#### Task data

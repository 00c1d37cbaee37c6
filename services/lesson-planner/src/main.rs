//! Lesson Planner
//!
//! Single-binary HTTP service that:
//! 1. Checks teachers against an email allow-list
//! 2. Builds a curriculum-aware prompt from the plan form
//! 3. Generates the plan through the key-rotating generation controller
//! 4. Keeps a history of generated plans

mod admin;
mod api;
mod backend;
mod catalog;
mod config;
mod error;
mod metrics;
mod prompt;

use std::sync::Arc;
use std::sync::atomic::{AtomicU64, Ordering};
use std::time::{Duration, Instant};

use anyhow::{Context, Result};
use axum::Router;
use axum::extract::{MatchedPath, Request, State};
use axum::middleware::Next;
use axum::response::{IntoResponse, Response};
use axum::routing::{delete, get, post};
use generation::GenerationController;
use key_pool::{CredentialPool, FilePool, RemotePool};
use metrics_exporter_prometheus::PrometheusHandle;
use provider::GeminiProvider;
use remote_db::RemoteDb;
use tokio::net::TcpListener;
use tracing::{error, info, warn};
use tracing_subscriber::EnvFilter;
use tracing_subscriber::{layer::SubscriberExt, util::SubscriberInitExt};

use crate::backend::{Backend, MemoryBackend, RemoteBackend};
use crate::config::{Config, PoolBackend};

/// How long in-flight requests get to finish after a shutdown signal.
const DRAIN_TIMEOUT: Duration = Duration::from_secs(10);

/// Process-lifetime counters for the health endpoint.
#[derive(Clone)]
struct ServiceMetrics {
    requests_total: Arc<AtomicU64>,
    in_flight: Arc<AtomicU64>,
    started_at: Instant,
}

impl ServiceMetrics {
    fn new() -> Self {
        Self {
            requests_total: Arc::new(AtomicU64::new(0)),
            in_flight: Arc::new(AtomicU64::new(0)),
            started_at: Instant::now(),
        }
    }
}

/// Shared application state accessible from all handlers
#[derive(Clone)]
struct AppState {
    controller: Arc<GenerationController>,
    backend: Arc<dyn Backend>,
    admins: Arc<[String]>,
    max_attempts: u32,
    metrics: ServiceMetrics,
    prometheus: PrometheusHandle,
}

impl AppState {
    fn is_admin(&self, email: &str) -> bool {
        self.admins.iter().any(|a| a == email)
    }
}

/// Build the axum router with all routes and shared state.
///
/// `max_connections` bounds in-flight requests across every route together.
fn build_router(state: AppState, max_connections: usize) -> Router {
    Router::new()
        .route("/health", get(health_handler))
        .route("/metrics", get(metrics_handler))
        .route("/api/login", post(api::login))
        .route("/api/catalog", get(api::get_catalog))
        .route("/api/plans", get(api::list_plans).post(api::create_plan))
        .route("/api/plans/{id}", delete(api::delete_plan))
        .route("/admin/users", get(admin::list_users).post(admin::add_user))
        .route("/admin/users/{id}", delete(admin::delete_user))
        .layer(axum::middleware::from_fn_with_state(
            state.clone(),
            track_requests,
        ))
        .layer(tower::limit::GlobalConcurrencyLimitLayer::new(
            max_connections,
        ))
        .with_state(state)
}

#[tokio::main]
async fn main() -> Result<()> {
    // Initialize tracing with JSON output and LOG_LEVEL / RUST_LOG support
    tracing_subscriber::registry()
        .with(
            EnvFilter::try_from_env("LOG_LEVEL")
                .or_else(|_| EnvFilter::try_from_default_env())
                .unwrap_or_else(|_| EnvFilter::new("info")),
        )
        .with(tracing_subscriber::fmt::layer().json())
        .init();

    info!("starting lesson-planner");

    // Install Prometheus metrics recorder before any metrics are emitted
    let prometheus_handle = metrics::install_recorder();

    // CLI: simple --config flag parsing
    let args: Vec<String> = std::env::args().collect();
    let cli_config_path = args
        .iter()
        .position(|a| a == "--config")
        .and_then(|i| args.get(i + 1))
        .map(|s| s.as_str());

    let config_path = Config::resolve_path(cli_config_path);
    info!(path = %config_path.display(), "loading configuration");

    let config = Config::load(&config_path)
        .with_context(|| format!("failed to load config from {}", config_path.display()))?;

    info!(
        listen_addr = %config.server.listen_addr,
        pool = ?config.pool.backend,
        database = config.database.is_some(),
        model = %config.generation.model,
        max_attempts = config.generation.max_attempts,
        admins = config.server.admin_emails.len(),
        "configuration loaded"
    );

    let client = reqwest::Client::new();

    let db = match &config.database {
        Some(database) => {
            let key = database
                .api_key
                .clone()
                .context("database api key not resolved")?;
            Some(RemoteDb::new(client.clone(), database.url.clone(), key))
        }
        None => None,
    };

    let backend: Arc<dyn Backend> = match &db {
        Some(db) => Arc::new(RemoteBackend::new(db.clone())),
        None => {
            warn!("no [database] configured, plans and allow-list are kept in memory");
            Arc::new(MemoryBackend::new())
        }
    };

    let pool: Arc<dyn CredentialPool> = match config.pool.backend {
        PoolBackend::Remote => Arc::new(RemotePool::new(
            db.clone()
                .context("remote key pool requires a [database] section")?,
        )),
        PoolBackend::File => {
            let path = config
                .pool
                .file
                .clone()
                .context("file key pool requires pool.file")?;
            let pool = FilePool::load(path.clone(), config.pool.reactivate_after())
                .await
                .with_context(|| format!("failed to load key file {}", path.display()))?;
            Arc::new(pool)
        }
    };

    let provider = GeminiProvider::new(client)
        .with_base_url(config.generation.base_url.clone())
        .with_model(config.generation.model.clone());

    let controller = GenerationController::new(pool, Arc::new(provider))
        .with_attempt_timeout(config.generation.attempt_timeout());

    let service_metrics = ServiceMetrics::new();
    let state = AppState {
        controller: Arc::new(controller),
        backend,
        admins: config.server.admin_emails.clone().into(),
        max_attempts: config.generation.max_attempts,
        metrics: service_metrics.clone(),
        prometheus: prometheus_handle,
    };

    let app = build_router(state, config.server.max_connections);

    let listen_addr = config.server.listen_addr;
    let listener = TcpListener::bind(listen_addr)
        .await
        .with_context(|| format!("failed to bind to {listen_addr}"))?;
    info!(addr = %listen_addr, "accepting requests");

    // The drain timer starts at signal receipt, not at server start
    let (shutdown_tx, shutdown_rx) = tokio::sync::oneshot::channel::<()>();

    let server_handle = tokio::spawn(async move {
        axum::serve(listener, app)
            .with_graceful_shutdown(async {
                let _ = shutdown_rx.await;
            })
            .await
    });

    shutdown_signal().await;
    let _ = shutdown_tx.send(());

    match tokio::time::timeout(DRAIN_TIMEOUT, server_handle).await {
        Ok(Ok(Ok(()))) => {
            info!("all in-flight requests drained");
        }
        Ok(Ok(Err(e))) => {
            error!(error = %e, "server error during shutdown");
        }
        Ok(Err(e)) => {
            error!(error = %e, "server task panicked");
        }
        Err(_) => {
            let remaining = service_metrics.in_flight.load(Ordering::Relaxed);
            warn!(
                remaining,
                drain_timeout_secs = DRAIN_TIMEOUT.as_secs(),
                "drain timeout exceeded, forcing shutdown"
            );
        }
    }

    info!("shutdown complete");
    Ok(())
}

/// Count the request and record its route, status and latency.
async fn track_requests(State(state): State<AppState>, request: Request, next: Next) -> Response {
    let route = request
        .extensions()
        .get::<MatchedPath>()
        .map(|p| p.as_str().to_owned())
        .unwrap_or_else(|| "unmatched".to_owned());
    let started = Instant::now();

    state.metrics.requests_total.fetch_add(1, Ordering::Relaxed);
    state.metrics.in_flight.fetch_add(1, Ordering::Relaxed);
    let response = next.run(request).await;
    state.metrics.in_flight.fetch_sub(1, Ordering::Relaxed);

    metrics::record_request(
        &route,
        response.status().as_u16(),
        started.elapsed().as_secs_f64(),
    );
    response
}

/// Health endpoint: uptime, requests served and key pool status.
/// Returns 503 when the pool reports no usable key.
async fn health_handler(State(state): State<AppState>) -> impl IntoResponse {
    let pool = state.controller.pool().health().await;
    let uptime = state.metrics.started_at.elapsed().as_secs();
    let requests = state.metrics.requests_total.load(Ordering::Relaxed);

    let (status_code, status) = if pool["status"] == "unhealthy" {
        (axum::http::StatusCode::SERVICE_UNAVAILABLE, "degraded")
    } else {
        (axum::http::StatusCode::OK, "healthy")
    };

    let body = serde_json::json!({
        "status": status,
        "uptime_seconds": uptime,
        "requests_served": requests,
        "backend": state.backend.id(),
        "current_key": state.controller.current_fingerprint(),
        "pool": pool,
    });

    (
        status_code,
        [(axum::http::header::CONTENT_TYPE, "application/json")],
        body.to_string(),
    )
}

/// Prometheus metrics endpoint in text exposition format.
async fn metrics_handler(State(state): State<AppState>) -> impl IntoResponse {
    (
        axum::http::StatusCode::OK,
        [(
            axum::http::header::CONTENT_TYPE,
            "text/plain; version=0.0.4; charset=utf-8",
        )],
        state.prometheus.render(),
    )
}

/// Wait for SIGTERM or SIGINT for graceful shutdown.
async fn shutdown_signal() {
    let ctrl_c = async {
        tokio::signal::ctrl_c()
            .await
            .expect("failed to install Ctrl+C handler");
    };

    #[cfg(unix)]
    let terminate = async {
        tokio::signal::unix::signal(tokio::signal::unix::SignalKind::terminate())
            .expect("failed to install SIGTERM handler")
            .recv()
            .await;
    };

    #[cfg(not(unix))]
    let terminate = std::future::pending::<()>();

    tokio::select! {
        _ = ctrl_c => info!("received SIGINT, shutting down"),
        _ = terminate => info!("received SIGTERM, shutting down"),
    }
}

########

**What is expected**
Above are the records. Copy the lines beginning at the one that has "timeout exceeded, forcing" and ending with the one that has "let response = next.run(request).await;", unchanged.

**Exercise response**
                "drain timeout exceeded, forcing shutdown"
            );
        }
    }

    info!("shutdown complete");
    Ok(())
}

/// Count the request and record its route, status and latency.
async fn track_requests(State(state): State<AppState>, request: Request, next: Next) -> Response {
    let route = request
        .extensions()
        .get::<MatchedPath>()
        .map(|p| p.as_str().to_owned())
        .unwrap_or_else(|| "unmatched".to_owned());
    let started = Instant::now();

    state.metrics.requests_total.fetch_add(1, Ordering::Relaxed);
    state.metrics.in_flight.fetch_add(1, Ordering::Relaxed);
    let response = next.run(request).await;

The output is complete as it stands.